The electric scooter phenomenon has naturally resulted in a spike of injuries.
According to a new study by Rutgers University, facial and head injuries from riding electric scooters “have tripled over the past decade.” The findings are not surprising, considering the explosive popularity of shared scooter startups like Bird and Lime, which have rapidly expanded into international cities in the past couple of years.
The study, published in The American Journal of Otolaryngology, found that “From 2008 to 2017, there were 990 recorded events for craniofacial injuries secondary to motorized scooters extrapolating to an estimated 32,001 emergency department (ED) visits.”
The majority (62.1 percent) of patients injured while riding electric scooters were male, with most of them being children between the ages of six and 12 years old.
While the sheer numbers of motorized scooters on the road today could be blamed for the increased injuries, the study found that the cause is actually due to adult riders foregoing wearing the “appropriate protective equipment.” According to the study, when helmet use was recorded, 66 percent of patients were not wearing one. Despite strong recommendations for protective helmets, most dock-less e-scooter rides lend themselves to a lack of rider protection. This is especially true considering the “slow” limited 15 miles per hour that these scooters are designed to go up to.

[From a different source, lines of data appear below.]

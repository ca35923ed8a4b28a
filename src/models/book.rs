use serde::{de, Deserialize, Deserializer, Serialize};
use serde_json::Value;

pub const UNKNOWN_AUTHOR: &str = "Unknown Author";
pub const DEFAULT_TOTAL_PAGES: u32 = 300;

#[derive(Debug, Clone, Copy, Serialize, Deserialize, PartialEq, Eq, Default)]
#[serde(rename_all = "camelCase")]
pub enum BookStatus {
    #[default]
    Reading,
    Finished,
}

impl BookStatus {
    pub fn as_str(&self) -> &'static str {
        match self {
            BookStatus::Reading => "reading",
            BookStatus::Finished => "finished",
        }
    }

    pub fn parse(value: &str) -> Option<Self> {
        match value {
            "reading" => Some(BookStatus::Reading),
            "finished" => Some(BookStatus::Finished),
            _ => None,
        }
    }
}

/// One persisted entry of the ledger, keyed by the camelCase names of the
/// stored JSON blob. Page counts written as null, fractions or strings are
/// read back as plain numbers.
#[derive(Debug, Clone, Serialize, Deserialize, PartialEq, Eq)]
#[serde(rename_all = "camelCase")]
pub struct BookRecord {
    pub id: String,
    pub title: String,
    pub author: String,
    #[serde(default, deserialize_with = "lenient_page")]
    pub current_page: u32,
    #[serde(default, deserialize_with = "lenient_page")]
    pub total_pages: u32,
    /// Append-only session log, entries separated by `\n`.
    #[serde(default)]
    pub note: String,
    #[serde(default)]
    pub status: BookStatus,
}

impl BookRecord {
    /// Percentage shown on the progress bar, capped at 100.
    pub fn progress_percent(&self) -> u32 {
        if self.total_pages == 0 {
            return 0;
        }
        let ratio = f64::from(self.current_page) / f64::from(self.total_pages) * 100.0;
        (ratio.round() as u32).min(100)
    }

    pub fn is_complete(&self) -> bool {
        self.current_page >= self.total_pages
    }
}

/// null → 0, fractions truncate, negatives clamp to 0, numeric strings parse.
fn lenient_page<'de, D>(deserializer: D) -> Result<u32, D::Error>
where
    D: Deserializer<'de>,
{
    match Option::<Value>::deserialize(deserializer)? {
        None | Some(Value::Null) => Ok(0),
        Some(Value::Number(number)) => Ok(number.as_f64().map_or(0, |pages| pages as u32)),
        Some(Value::String(text)) => text
            .trim()
            .parse::<f64>()
            .map(|pages| pages as u32)
            .map_err(|_| de::Error::custom(format!("page count '{text}' is not a number"))),
        Some(other) => Err(de::Error::custom(format!("page count {other} is not a number"))),
    }
}

/// Direct overwrite payload for `Ledger::edit_metadata`.
#[derive(Debug, Clone, Serialize, Deserialize, PartialEq, Eq)]
#[serde(rename_all = "camelCase")]
pub struct BookMetadata {
    pub title: String,
    pub author: String,
    pub current_page: u32,
    pub total_pages: u32,
    pub status: BookStatus,
}

#[derive(Debug, Clone, Copy, Serialize, Deserialize, PartialEq, Eq, Default)]
#[serde(rename_all = "camelCase")]
pub enum StatusFilter {
    #[default]
    All,
    Reading,
    Finished,
}

impl StatusFilter {
    pub fn matches(&self, book: &BookRecord) -> bool {
        match self {
            StatusFilter::All => true,
            StatusFilter::Reading => book.status == BookStatus::Reading,
            StatusFilter::Finished => book.status == BookStatus::Finished,
        }
    }

    pub fn parse(value: &str) -> Option<Self> {
        match value {
            "all" => Some(StatusFilter::All),
            "reading" => Some(StatusFilter::Reading),
            "finished" => Some(StatusFilter::Finished),
            _ => None,
        }
    }
}

#[cfg(test)]
mod tests {
    use super::*;

    fn book(current_page: u32, total_pages: u32) -> BookRecord {
        BookRecord {
            id: "1".into(),
            title: "Dune".into(),
            author: "Frank Herbert".into(),
            current_page,
            total_pages,
            note: String::new(),
            status: BookStatus::Reading,
        }
    }

    #[test]
    fn progress_is_rounded_and_capped() {
        assert_eq!(book(50, 412).progress_percent(), 12);
        assert_eq!(book(500, 412).progress_percent(), 100);
        assert_eq!(book(10, 0).progress_percent(), 0);
    }

    #[test]
    fn deserializes_stored_blob_shape() {
        let raw = r#"{"id":"1700000000000","title":"Dune","author":"Frank Herbert",
            "currentPage":50,"totalPages":412,"note":"great start","status":"reading"}"#;
        let record: BookRecord = serde_json::from_str(raw).unwrap();
        assert_eq!(record.current_page, 50);
        assert_eq!(record.status, BookStatus::Reading);

        let json = serde_json::to_value(&record).unwrap();
        assert_eq!(json["totalPages"], 412);
        assert_eq!(json["status"], "reading");
    }

    #[test]
    fn loose_page_counts_degrade_to_numbers() {
        let raw = r#"{"id":"2","title":"Solaris","author":"Stanisław Lem",
            "currentPage":null,"totalPages":"204"}"#;
        let record: BookRecord = serde_json::from_str(raw).unwrap();
        assert_eq!(record.current_page, 0);
        assert_eq!(record.total_pages, 204);

        let raw = r#"{"id":"3","title":"Ubik","author":"Philip K. Dick",
            "currentPage":12.7,"totalPages":-5}"#;
        let record: BookRecord = serde_json::from_str(raw).unwrap();
        assert_eq!(record.current_page, 12);
        assert_eq!(record.total_pages, 0);

        let raw = r#"{"id":"4","title":"Ubik","author":"Philip K. Dick","totalPages":202}"#;
        assert_eq!(serde_json::from_str::<BookRecord>(raw).unwrap().current_page, 0);

        let raw = r#"{"id":"5","title":"Ubik","author":"","currentPage":"twelve","totalPages":1}"#;
        assert!(serde_json::from_str::<BookRecord>(raw).is_err());
    }

    #[test]
    fn filter_projects_by_status() {
        let mut finished = book(412, 412);
        finished.status = BookStatus::Finished;
        let reading = book(1, 412);

        assert!(StatusFilter::All.matches(&finished));
        assert!(StatusFilter::Finished.matches(&finished));
        assert!(!StatusFilter::Finished.matches(&reading));
        assert!(StatusFilter::Reading.matches(&reading));
    }
}
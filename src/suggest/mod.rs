//! Book suggestions from a public catalog search.
//!
//! Lookups never fail outward: transport errors and empty payloads both end
//! up as an empty list. Each refresh is tagged with a ticket so a slow older
//! response cannot overwrite a newer one.

use std::sync::{
    atomic::{AtomicU64, Ordering},
    Arc, Mutex, MutexGuard,
};

use anyhow::Result;
use async_trait::async_trait;
use serde::Deserialize;

use crate::{
    log_error, log_info,
    models::{
        book::{DEFAULT_TOTAL_PAGES, UNKNOWN_AUTHOR},
        Suggestion,
    },
    settings::LookupSettings,
};

mod google;

pub use google::{GoogleBooksCatalog, GOOGLE_BOOKS_URL};

const ENABLE_LOGS: bool = true;

pub const UNKNOWN_TITLE: &str = "Unknown Title";

#[derive(Debug, Clone, PartialEq, Eq)]
pub struct CatalogQuery {
    pub text: String,
    /// Restrict matching to titles (`intitle:` prefix).
    pub title_only: bool,
    pub lang_restrict: Option<String>,
    pub max_results: u32,
}

impl CatalogQuery {
    pub fn q(&self) -> String {
        if self.title_only {
            format!("intitle:{}", self.text)
        } else {
            self.text.clone()
        }
    }
}

/// The subset of the catalog's volume payload we read.
#[derive(Debug, Clone, Default, Deserialize)]
pub struct VolumeList {
    #[serde(default)]
    pub items: Vec<Volume>,
}

#[derive(Debug, Clone, Default, Deserialize)]
#[serde(rename_all = "camelCase")]
pub struct Volume {
    #[serde(default)]
    pub volume_info: VolumeInfo,
}

#[derive(Debug, Clone, Default, Deserialize)]
#[serde(rename_all = "camelCase")]
pub struct VolumeInfo {
    pub title: Option<String>,
    pub authors: Option<Vec<String>>,
    pub page_count: Option<u32>,
}

#[async_trait]
pub trait BookCatalog: Send + Sync {
    async fn search(&self, query: &CatalogQuery) -> Result<VolumeList>;
}

/// Catalog that never finds anything. Used when lookups are switched off.
pub struct OfflineCatalog;

#[async_trait]
impl BookCatalog for OfflineCatalog {
    async fn search(&self, _query: &CatalogQuery) -> Result<VolumeList> {
        Ok(VolumeList::default())
    }
}

impl From<VolumeInfo> for Suggestion {
    fn from(info: VolumeInfo) -> Self {
        let title = info
            .title
            .filter(|title| !title.is_empty())
            .unwrap_or_else(|| UNKNOWN_TITLE.to_string());
        let author = info
            .authors
            .filter(|authors| !authors.is_empty())
            .map(|authors| authors.join(", "))
            .unwrap_or_else(|| UNKNOWN_AUTHOR.to_string());
        let total_pages = info
            .page_count
            .filter(|&pages| pages > 0)
            .unwrap_or(DEFAULT_TOTAL_PAGES);

        Suggestion {
            title,
            author,
            total_pages,
        }
    }
}

pub fn to_suggestions(list: VolumeList) -> Vec<Suggestion> {
    list.items
        .into_iter()
        .map(|volume| Suggestion::from(volume.volume_info))
        .collect()
}

/// General search first, then one title-restricted retry if that came back empty.
pub async fn lookup(
    catalog: &dyn BookCatalog,
    text: &str,
    settings: &LookupSettings,
) -> Vec<Suggestion> {
    if text.trim().is_empty() || text.chars().count() < settings.min_query_chars {
        return Vec::new();
    }

    let mut query = CatalogQuery {
        text: text.to_string(),
        title_only: false,
        lang_restrict: settings.lang_restrict.clone(),
        max_results: settings.max_results,
    };

    for _ in 0..2 {
        match catalog.search(&query).await {
            Ok(list) => {
                let suggestions = to_suggestions(list);
                if !suggestions.is_empty() {
                    return suggestions;
                }
            }
            Err(err) => {
                log_error!("Catalog search for '{}' failed: {err:#}", query.q());
                return Vec::new();
            }
        }
        if query.title_only {
            break;
        }
        query.title_only = true;
    }

    Vec::new()
}

/// Latest-wins holder for the suggestion list shown under a search box.
pub struct SuggestionFeed {
    catalog: Arc<dyn BookCatalog>,
    settings: LookupSettings,
    issued: AtomicU64,
    current: Mutex<Vec<Suggestion>>,
}

impl SuggestionFeed {
    pub fn new(catalog: Arc<dyn BookCatalog>, settings: LookupSettings) -> Self {
        Self {
            catalog,
            settings,
            issued: AtomicU64::new(0),
            current: Mutex::new(Vec::new()),
        }
    }

    /// Runs a lookup and applies it unless a newer refresh was issued meanwhile.
    /// Returns whether the result was applied.
    pub async fn refresh(&self, text: &str) -> bool {
        let ticket = self.issued.fetch_add(1, Ordering::SeqCst) + 1;
        let suggestions = lookup(self.catalog.as_ref(), text, &self.settings).await;

        let mut current = self.current();
        if self.issued.load(Ordering::SeqCst) != ticket {
            log_info!("Dropping stale suggestions for '{text}' (ticket {ticket})");
            return false;
        }
        *current = suggestions;
        true
    }

    pub fn suggestions(&self) -> Vec<Suggestion> {
        self.current().clone()
    }

    /// Clears the list and invalidates anything still in flight.
    pub fn clear(&self) {
        self.issued.fetch_add(1, Ordering::SeqCst);
        self.current().clear();
    }

    fn current(&self) -> MutexGuard<'_, Vec<Suggestion>> {
        match self.current.lock() {
            Ok(guard) => guard,
            Err(poisoned) => poisoned.into_inner(),
        }
    }
}
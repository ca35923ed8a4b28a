use crate::{
    settings::UserSettings,
    timer::{TimerPhase, TimerSnapshot, TimerState},
    AppState,
};

pub async fn get_timer_state(state: &AppState) -> Result<TimerSnapshot, String> {
    Ok(state.timer.get_snapshot().await)
}

pub async fn set_session_length(state: &AppState, minutes: f64) -> Result<TimerState, String> {
    state
        .timer
        .configure_minutes(minutes)
        .await
        .map_err(|e| e.to_string())
}

/// Stores new session and break defaults. Later resets use the new session length.
pub async fn set_defaults(
    state: &AppState,
    session_minutes: f64,
    break_minutes: f64,
) -> Result<UserSettings, String> {
    let session_length_secs = positive_secs("session", session_minutes)?;
    let break_length_secs = positive_secs("break", break_minutes)?;

    let mut settings = state.settings.snapshot();
    settings.session_length_secs = session_length_secs;
    settings.break_length_secs = break_length_secs;
    state
        .settings
        .update(settings.clone())
        .map_err(|e| format!("{e:#}"))?;

    state.timer.set_baseline(session_length_secs).await;
    Ok(settings)
}

fn positive_secs(what: &str, minutes: f64) -> Result<u64, String> {
    if !minutes.is_finite() || minutes <= 0.0 {
        return Err(format!("invalid {what} length: {minutes}"));
    }
    Ok(((minutes * 60.0).round() as u64).max(1))
}

pub async fn start_timer(state: &AppState) -> Result<TimerState, String> {
    state.timer.start().await.map_err(|e| e.to_string())
}

/// The single Start / Pause / Resume button.
pub async fn toggle_timer(state: &AppState) -> Result<TimerState, String> {
    let current = state.timer.get_state().await;
    if current.phase == TimerPhase::Idle {
        return state.timer.start().await.map_err(|e| e.to_string());
    }

    if !state.timer.toggle().await {
        return Err(format!("timer is {}; nothing to pause", current.phase));
    }
    Ok(state.timer.get_state().await)
}

pub async fn reset_timer(state: &AppState) -> Result<TimerState, String> {
    Ok(state.timer.reset().await)
}

/// Starts a rest countdown; falls back to the configured default length.
pub async fn start_break(state: &AppState, minutes: Option<f64>) -> Result<TimerState, String> {
    let secs = match minutes {
        Some(minutes) if minutes.is_finite() => (minutes * 60.0).round() as i64,
        Some(minutes) => return Err(format!("invalid break length: {minutes}")),
        None => state.settings.break_length_secs() as i64,
    };
    state
        .timer
        .request_break(secs)
        .await
        .map_err(|e| e.to_string())
}

pub async fn skip_break(state: &AppState) -> Result<TimerState, String> {
    state.timer.skip_break().await.map_err(|e| e.to_string())
}

pub async fn continue_reading(state: &AppState) -> Result<TimerState, String> {
    state
        .timer
        .continue_reading()
        .await
        .map_err(|e| e.to_string())
}
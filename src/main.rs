fn main() -> anyhow::Result<()> {
    readtimer_lib::run()
}
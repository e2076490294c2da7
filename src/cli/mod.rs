//! CLI module for rolesync.
//!
//! This module provides the command-line interface for planning and
//! applying role synchronization.

mod commands;
mod output;

pub use commands::{CacheCommands, Cli, Commands, LogFormat, OutputFormat};
pub use output::OutputFormatter;
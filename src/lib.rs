// ============================================================================
// Linting
// ============================================================================

#![deny(unsafe_code)]                 // Unsafe code is forbidden
#![warn(missing_docs)]                // Public items should be documented
#![deny(unused_must_use)]             // Must handle Result and Option explicitly
#![deny(nonstandard_style)]           // Non-standard code style is forbidden

// Clippy lints (warnings only)
#![warn(clippy::all)]
#![warn(clippy::pedantic)]
#![warn(clippy::nursery)]
#![warn(clippy::unwrap_used)]
#![warn(clippy::expect_used)]
#![warn(clippy::panic)]
#![warn(clippy::print_stdout)]
#![warn(clippy::todo)]
#![warn(clippy::unimplemented)]
#![warn(clippy::unwrap_in_result)]
#![warn(clippy::redundant_clone)]
#![allow(clippy::module_name_repetitions)]

// ============================================================================
// Crate Documentation
// ============================================================================

//! # rolesync
//!
//! Cache-backed synchronization of provisioning roles.
//!
//! ## Overview
//!
//! A role is a named directory of provisioning content, sourced either from a
//! git repository at a branch or tag, or from a local directory. rolesync keeps
//! a roles directory in line with a declared set of roles:
//!
//! - The first run installs every declared role and writes a role cache
//! - Later runs reconcile the cache against the declaration and only touch
//!   roles that were added, removed or changed
//! - The cache is rewritten after every role, so an interrupted run resumes
//!   from the last completed role
//!
//! ## Modules
//!
//! - [`config`]: Configuration parsing, validation and hashing
//! - [`cache`]: The persisted role cache
//! - [`source`]: Materializing roles from git and local directories
//! - [`planner`]: Reconciliation, plans and per-role execution
//! - [`sync`]: The synchronization pass and its report
//! - [`cli`]: Command-line interface
//!
//! ## Example
//!
//! ```yaml
//! roles:
//!   kube:
//!     locationType: git
//!     location: https://github.com/dgutierrez1287/ansible-role-kube
//!     refType: branch
//!     ref: master
//!   site-common:
//!     locationType: local
//!     location: ~/work/roles/site-common
//! ```

// ============================================================================
// Modules
// ============================================================================

pub mod cache;
pub mod cli;
pub mod config;
pub mod error;
pub mod planner;
pub mod source;
pub mod sync;

// ============================================================================
// Re-exports
// ============================================================================

pub use cache::{FileRoleCache, RoleCache, RoleCacheStore};
pub use cli::{Cli, Commands, OutputFormatter};
pub use config::{ConfigHasher, ConfigParser, ConfigValidator, RoleSet, RoleSpec, RoleSyncConfig};
pub use error::{Result, RoleSyncError};
pub use planner::{reconcile, PlanExecutor, RoleActionSet, RolePlan};
pub use source::{GitCli, RoleMaterializer, RoleSourceMaterializer};
pub use sync::{SyncOrchestrator, SyncReport};
//! CLI command definitions.
//!
//! This module defines all CLI commands and their arguments using clap.

use clap::{Parser, Subcommand};
use std::path::PathBuf;

/// rolesync - Cache-backed synchronization of provisioning roles.
#[derive(Parser, Debug)]
#[command(name = "rolesync")]
#[command(author, version, about, long_about = None)]
#[command(propagate_version = true)]
pub struct Cli {
    /// Path to the configuration file.
    #[arg(short, long, global = true, env = "ROLESYNC_CONFIG")]
    pub config: Option<PathBuf>,

    /// Enable verbose output.
    #[arg(short, long, global = true)]
    pub verbose: bool,

    /// Output format (text, json).
    #[arg(long, global = true, default_value = "text")]
    pub output: OutputFormat,

    /// Log format (text, json).
    #[arg(long, global = true, default_value = "text")]
    pub log_format: LogFormat,

    /// Subcommand to execute.
    #[command(subcommand)]
    pub command: Commands,
}

/// Available CLI commands.
#[derive(Subcommand, Debug)]
pub enum Commands {
    /// Write a starter configuration file.
    Init {
        /// Directory to initialize (defaults to current directory).
        #[arg(default_value = ".")]
        path: PathBuf,

        /// Force overwrite existing files.
        #[arg(short, long)]
        force: bool,
    },

    /// Validate the role configuration.
    Validate {
        /// Show all warnings, not just errors.
        #[arg(short, long)]
        warnings: bool,
    },

    /// Show the actions the next sync would apply.
    Plan,

    /// Synchronize the roles directory with the configuration.
    Sync,

    /// Remove every role directory and the role cache.
    Clean {
        /// Skip confirmation prompt.
        #[arg(short, long)]
        yes: bool,
    },

    /// Inspect the role cache.
    Cache {
        /// Cache subcommand.
        #[command(subcommand)]
        command: CacheCommands,
    },
}

/// Role cache subcommands.
#[derive(Subcommand, Debug)]
pub enum CacheCommands {
    /// Show the cached roles.
    Show,
}

/// Output format options.
#[derive(Debug, Clone, Copy, Default, PartialEq, Eq, clap::ValueEnum)]
pub enum OutputFormat {
    /// Human-readable text output.
    #[default]
    Text,
    /// JSON output for scripting.
    Json,
}

/// Log format options.
#[derive(Debug, Clone, Copy, Default, PartialEq, Eq, clap::ValueEnum)]
pub enum LogFormat {
    /// Human-readable log lines.
    #[default]
    Text,
    /// One JSON object per log line.
    Json,
}

impl Cli {
    /// Parses CLI arguments from the command line.
    #[must_use]
    pub fn parse_args() -> Self {
        Self::parse()
    }
}

#[cfg(test)]
mod tests {
    use super::*;
    use clap::CommandFactory;

    #[test]
    fn test_cli_is_well_formed() {
        Cli::command().debug_assert();
    }

    #[test]
    fn test_parse_sync_with_globals() {
        let cli = Cli::try_parse_from([
            "rolesync",
            "sync",
            "--output",
            "json",
            "--config",
            "/etc/rolesync.yaml",
        ])
        .expect("arguments should parse");

        assert!(matches!(cli.command, Commands::Sync));
        assert_eq!(cli.output, OutputFormat::Json);
        assert_eq!(cli.config, Some(PathBuf::from("/etc/rolesync.yaml")));
    }

    #[test]
    fn test_parse_cache_show() {
        let cli = Cli::try_parse_from(["rolesync", "cache", "show"]).expect("arguments should parse");
        assert!(matches!(
            cli.command,
            Commands::Cache {
                command: CacheCommands::Show
            }
        ));
    }
}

The study’s release coincides with Uber revealing the latest iteration of its Jump e-scooter—the electric bike rental startup it acquired in 2018—at this week’s Uber Elevate conference. The latest Jump scooter boasts a new braking system, which makes it easier to slow down, in turn helping to improve safety measures for riders.
Electric scooter safety has been under scrutiny since app-powered rental startups came on the scene, prompting many cities to ban them altogether. Major cities like New York and Austin have managed to keep these companies from invading their streets by quickly drafting local laws banning the two-wheeled electric vehicles.
As more scooter fleets flood cities around the world, the Rutgers study’s goal is to showcase the need for stricter electric scooter use policies and public safety awareness to prevent increasing injuries.